When you output the entries, begin with the first line and end with the line containing "normalizing the email.", keeping each line exactly as it is.

**Stored data entries**
= = =

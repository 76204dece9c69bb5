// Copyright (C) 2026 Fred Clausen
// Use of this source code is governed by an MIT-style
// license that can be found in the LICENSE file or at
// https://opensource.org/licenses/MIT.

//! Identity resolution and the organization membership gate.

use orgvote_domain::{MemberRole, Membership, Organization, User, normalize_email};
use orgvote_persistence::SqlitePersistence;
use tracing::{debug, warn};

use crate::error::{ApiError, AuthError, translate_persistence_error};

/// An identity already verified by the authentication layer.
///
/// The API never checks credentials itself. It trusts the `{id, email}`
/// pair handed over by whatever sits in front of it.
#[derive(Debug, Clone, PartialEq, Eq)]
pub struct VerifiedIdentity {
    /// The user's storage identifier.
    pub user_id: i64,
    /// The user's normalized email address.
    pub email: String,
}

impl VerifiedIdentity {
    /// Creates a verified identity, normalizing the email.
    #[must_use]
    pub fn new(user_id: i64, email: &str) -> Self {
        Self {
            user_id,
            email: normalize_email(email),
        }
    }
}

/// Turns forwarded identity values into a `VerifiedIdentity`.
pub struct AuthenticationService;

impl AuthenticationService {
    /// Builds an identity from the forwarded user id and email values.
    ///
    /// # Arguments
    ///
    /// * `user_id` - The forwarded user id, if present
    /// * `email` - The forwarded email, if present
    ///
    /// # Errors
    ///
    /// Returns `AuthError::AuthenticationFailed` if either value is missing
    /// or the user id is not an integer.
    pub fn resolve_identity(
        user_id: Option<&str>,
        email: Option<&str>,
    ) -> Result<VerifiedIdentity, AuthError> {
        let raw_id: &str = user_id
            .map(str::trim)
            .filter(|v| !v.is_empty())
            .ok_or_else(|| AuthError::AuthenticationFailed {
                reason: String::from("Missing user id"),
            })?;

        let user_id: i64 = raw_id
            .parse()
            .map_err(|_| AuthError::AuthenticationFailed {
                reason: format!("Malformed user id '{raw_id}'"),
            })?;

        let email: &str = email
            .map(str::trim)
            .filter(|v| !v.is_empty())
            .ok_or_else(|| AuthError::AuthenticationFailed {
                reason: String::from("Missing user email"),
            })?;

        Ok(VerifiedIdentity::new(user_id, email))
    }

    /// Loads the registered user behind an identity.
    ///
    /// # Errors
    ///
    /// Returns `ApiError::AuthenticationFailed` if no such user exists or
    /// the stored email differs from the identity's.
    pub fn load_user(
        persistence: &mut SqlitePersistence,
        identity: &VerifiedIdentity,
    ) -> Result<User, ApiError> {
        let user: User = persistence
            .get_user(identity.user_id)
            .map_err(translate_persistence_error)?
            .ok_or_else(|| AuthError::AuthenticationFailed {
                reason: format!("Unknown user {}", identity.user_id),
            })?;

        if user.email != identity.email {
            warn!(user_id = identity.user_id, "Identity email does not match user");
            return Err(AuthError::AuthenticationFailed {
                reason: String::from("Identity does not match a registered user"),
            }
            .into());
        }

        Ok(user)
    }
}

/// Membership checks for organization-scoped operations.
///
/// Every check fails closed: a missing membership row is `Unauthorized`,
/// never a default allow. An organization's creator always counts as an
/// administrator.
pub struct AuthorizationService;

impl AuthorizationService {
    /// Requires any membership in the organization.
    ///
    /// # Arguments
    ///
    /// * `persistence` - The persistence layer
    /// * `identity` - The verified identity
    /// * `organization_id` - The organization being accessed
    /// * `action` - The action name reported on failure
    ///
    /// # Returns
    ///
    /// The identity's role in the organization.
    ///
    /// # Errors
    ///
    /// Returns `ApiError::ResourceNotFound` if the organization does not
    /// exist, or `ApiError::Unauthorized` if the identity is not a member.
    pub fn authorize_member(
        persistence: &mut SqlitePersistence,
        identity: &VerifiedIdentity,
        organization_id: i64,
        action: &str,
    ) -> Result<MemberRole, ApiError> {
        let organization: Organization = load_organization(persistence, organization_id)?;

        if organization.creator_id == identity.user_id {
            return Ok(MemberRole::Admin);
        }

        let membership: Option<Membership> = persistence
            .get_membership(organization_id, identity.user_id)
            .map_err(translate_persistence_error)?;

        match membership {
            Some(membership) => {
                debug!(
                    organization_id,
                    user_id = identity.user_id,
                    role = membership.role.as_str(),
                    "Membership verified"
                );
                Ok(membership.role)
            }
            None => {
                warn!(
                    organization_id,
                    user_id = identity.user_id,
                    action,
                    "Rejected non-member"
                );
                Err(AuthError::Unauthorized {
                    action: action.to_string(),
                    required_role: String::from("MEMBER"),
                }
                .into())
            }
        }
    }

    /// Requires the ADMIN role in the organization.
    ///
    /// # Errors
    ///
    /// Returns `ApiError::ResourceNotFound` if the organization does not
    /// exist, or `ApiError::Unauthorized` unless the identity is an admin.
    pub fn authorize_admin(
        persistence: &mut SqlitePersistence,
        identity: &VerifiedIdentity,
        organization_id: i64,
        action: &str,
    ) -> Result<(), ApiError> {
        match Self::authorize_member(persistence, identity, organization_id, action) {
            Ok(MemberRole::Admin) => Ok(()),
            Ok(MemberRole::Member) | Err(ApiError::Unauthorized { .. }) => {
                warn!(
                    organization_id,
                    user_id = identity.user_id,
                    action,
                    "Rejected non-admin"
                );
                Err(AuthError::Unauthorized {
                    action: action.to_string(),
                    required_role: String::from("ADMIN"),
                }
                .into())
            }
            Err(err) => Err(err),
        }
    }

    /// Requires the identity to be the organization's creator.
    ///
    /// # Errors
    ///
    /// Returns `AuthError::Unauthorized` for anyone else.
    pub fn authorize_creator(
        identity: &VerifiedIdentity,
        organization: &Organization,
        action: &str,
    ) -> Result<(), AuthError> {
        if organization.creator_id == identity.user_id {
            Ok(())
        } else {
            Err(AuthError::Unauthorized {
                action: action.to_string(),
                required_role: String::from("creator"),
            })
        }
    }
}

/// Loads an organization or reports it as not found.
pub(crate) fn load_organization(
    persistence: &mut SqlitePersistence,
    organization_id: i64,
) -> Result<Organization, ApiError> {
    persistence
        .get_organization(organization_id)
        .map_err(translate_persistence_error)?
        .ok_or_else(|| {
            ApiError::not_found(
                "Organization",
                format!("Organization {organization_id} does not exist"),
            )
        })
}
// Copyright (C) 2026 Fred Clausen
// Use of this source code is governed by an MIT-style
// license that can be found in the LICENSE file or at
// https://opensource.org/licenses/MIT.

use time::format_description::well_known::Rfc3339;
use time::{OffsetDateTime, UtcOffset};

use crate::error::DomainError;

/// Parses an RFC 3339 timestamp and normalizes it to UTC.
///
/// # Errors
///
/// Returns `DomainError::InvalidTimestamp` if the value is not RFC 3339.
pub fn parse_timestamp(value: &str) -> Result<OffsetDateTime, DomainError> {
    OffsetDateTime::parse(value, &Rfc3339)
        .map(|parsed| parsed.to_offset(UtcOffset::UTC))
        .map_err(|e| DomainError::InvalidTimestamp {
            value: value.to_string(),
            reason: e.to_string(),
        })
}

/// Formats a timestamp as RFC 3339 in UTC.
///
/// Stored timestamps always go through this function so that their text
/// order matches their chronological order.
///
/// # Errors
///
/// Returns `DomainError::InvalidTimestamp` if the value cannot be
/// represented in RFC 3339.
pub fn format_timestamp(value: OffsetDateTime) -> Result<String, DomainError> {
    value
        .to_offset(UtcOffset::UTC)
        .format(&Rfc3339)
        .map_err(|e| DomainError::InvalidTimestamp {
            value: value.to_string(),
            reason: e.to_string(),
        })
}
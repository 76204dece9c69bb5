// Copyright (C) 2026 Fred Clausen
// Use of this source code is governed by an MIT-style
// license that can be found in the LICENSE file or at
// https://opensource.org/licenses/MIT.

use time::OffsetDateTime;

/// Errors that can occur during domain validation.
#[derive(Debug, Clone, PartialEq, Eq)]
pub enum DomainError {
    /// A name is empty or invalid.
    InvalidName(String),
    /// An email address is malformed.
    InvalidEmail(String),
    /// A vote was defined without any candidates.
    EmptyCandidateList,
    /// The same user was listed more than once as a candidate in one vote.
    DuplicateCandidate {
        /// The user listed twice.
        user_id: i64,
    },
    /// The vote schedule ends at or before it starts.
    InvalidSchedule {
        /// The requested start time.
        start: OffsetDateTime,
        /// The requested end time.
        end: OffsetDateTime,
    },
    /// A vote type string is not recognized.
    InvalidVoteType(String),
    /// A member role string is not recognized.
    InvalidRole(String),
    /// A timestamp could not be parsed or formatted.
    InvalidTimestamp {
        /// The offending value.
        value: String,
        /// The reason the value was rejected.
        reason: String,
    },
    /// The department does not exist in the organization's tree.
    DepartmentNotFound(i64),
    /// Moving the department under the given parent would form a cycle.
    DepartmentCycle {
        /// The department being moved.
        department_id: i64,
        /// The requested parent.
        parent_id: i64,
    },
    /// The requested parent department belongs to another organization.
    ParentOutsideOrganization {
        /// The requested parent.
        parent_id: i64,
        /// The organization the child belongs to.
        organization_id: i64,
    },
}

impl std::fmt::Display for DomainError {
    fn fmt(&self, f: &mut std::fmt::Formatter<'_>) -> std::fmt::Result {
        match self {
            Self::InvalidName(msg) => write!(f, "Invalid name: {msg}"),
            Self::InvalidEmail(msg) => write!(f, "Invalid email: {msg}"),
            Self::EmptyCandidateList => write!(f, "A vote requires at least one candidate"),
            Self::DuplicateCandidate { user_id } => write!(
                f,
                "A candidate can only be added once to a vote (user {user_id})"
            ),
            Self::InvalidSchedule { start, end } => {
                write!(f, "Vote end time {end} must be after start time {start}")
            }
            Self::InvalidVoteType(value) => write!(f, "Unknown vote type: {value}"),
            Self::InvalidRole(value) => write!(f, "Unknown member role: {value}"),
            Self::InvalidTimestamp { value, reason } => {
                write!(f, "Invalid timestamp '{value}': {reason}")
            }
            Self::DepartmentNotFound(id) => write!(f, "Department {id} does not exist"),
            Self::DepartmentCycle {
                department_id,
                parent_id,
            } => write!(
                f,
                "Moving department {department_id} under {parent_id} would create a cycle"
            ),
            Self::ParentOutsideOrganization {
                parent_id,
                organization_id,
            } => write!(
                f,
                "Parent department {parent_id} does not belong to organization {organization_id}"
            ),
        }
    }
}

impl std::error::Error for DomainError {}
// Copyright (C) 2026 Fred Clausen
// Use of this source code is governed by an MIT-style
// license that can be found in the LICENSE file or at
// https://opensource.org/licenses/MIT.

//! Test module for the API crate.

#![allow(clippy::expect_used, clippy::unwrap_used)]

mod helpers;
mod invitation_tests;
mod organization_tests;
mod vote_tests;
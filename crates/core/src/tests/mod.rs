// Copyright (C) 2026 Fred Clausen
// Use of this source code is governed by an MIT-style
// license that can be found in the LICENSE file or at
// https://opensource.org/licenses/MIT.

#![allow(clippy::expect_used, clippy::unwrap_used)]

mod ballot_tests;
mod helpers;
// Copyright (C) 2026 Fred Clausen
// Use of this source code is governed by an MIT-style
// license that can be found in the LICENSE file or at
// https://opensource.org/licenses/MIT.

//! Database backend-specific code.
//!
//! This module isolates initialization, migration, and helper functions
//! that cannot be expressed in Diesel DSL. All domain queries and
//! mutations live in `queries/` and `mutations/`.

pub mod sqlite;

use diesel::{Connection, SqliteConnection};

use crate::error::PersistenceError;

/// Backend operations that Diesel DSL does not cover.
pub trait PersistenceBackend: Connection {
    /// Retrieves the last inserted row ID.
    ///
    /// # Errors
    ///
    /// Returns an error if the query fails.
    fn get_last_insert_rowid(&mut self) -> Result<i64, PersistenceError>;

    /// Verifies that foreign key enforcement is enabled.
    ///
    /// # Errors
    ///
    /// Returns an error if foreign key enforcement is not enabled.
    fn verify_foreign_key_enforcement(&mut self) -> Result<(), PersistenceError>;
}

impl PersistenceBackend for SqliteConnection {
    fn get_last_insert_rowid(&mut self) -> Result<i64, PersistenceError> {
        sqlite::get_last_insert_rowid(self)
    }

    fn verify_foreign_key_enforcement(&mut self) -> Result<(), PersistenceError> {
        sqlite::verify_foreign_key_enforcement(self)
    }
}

= = =

**EXPECTED ANSWER**
repository 76204dece9c69bb5
// Copyright (C) 2026 Fred Clausen
// Use of this source code is governed by an MIT-style
// license that can be found in the LICENSE file or at
// https://opensource.org/licenses/MIT.

//! Identity resolution and the organization membership gate.

use orgvote_domain::{MemberRole, Membership, Organization, User, normalize_email};
use orgvote_persistence::SqlitePersistence;
use tracing::{debug, warn};

use crate::error::{ApiError, AuthError, translate_persistence_error};

/// An identity already verified by the authentication layer.
///
/// The API never checks credentials itself. It trusts the `{id, email}`
/// pair handed over by whatever sits in front of it.
#[derive(Debug, Clone, PartialEq, Eq)]
pub struct VerifiedIdentity {
    /// The user's storage identifier.
    pub user_id: i64,
    /// The user's normalized email address.
    pub email: String,
}

impl VerifiedIdentity {
    /// Creates a verified identity, normalizing the email.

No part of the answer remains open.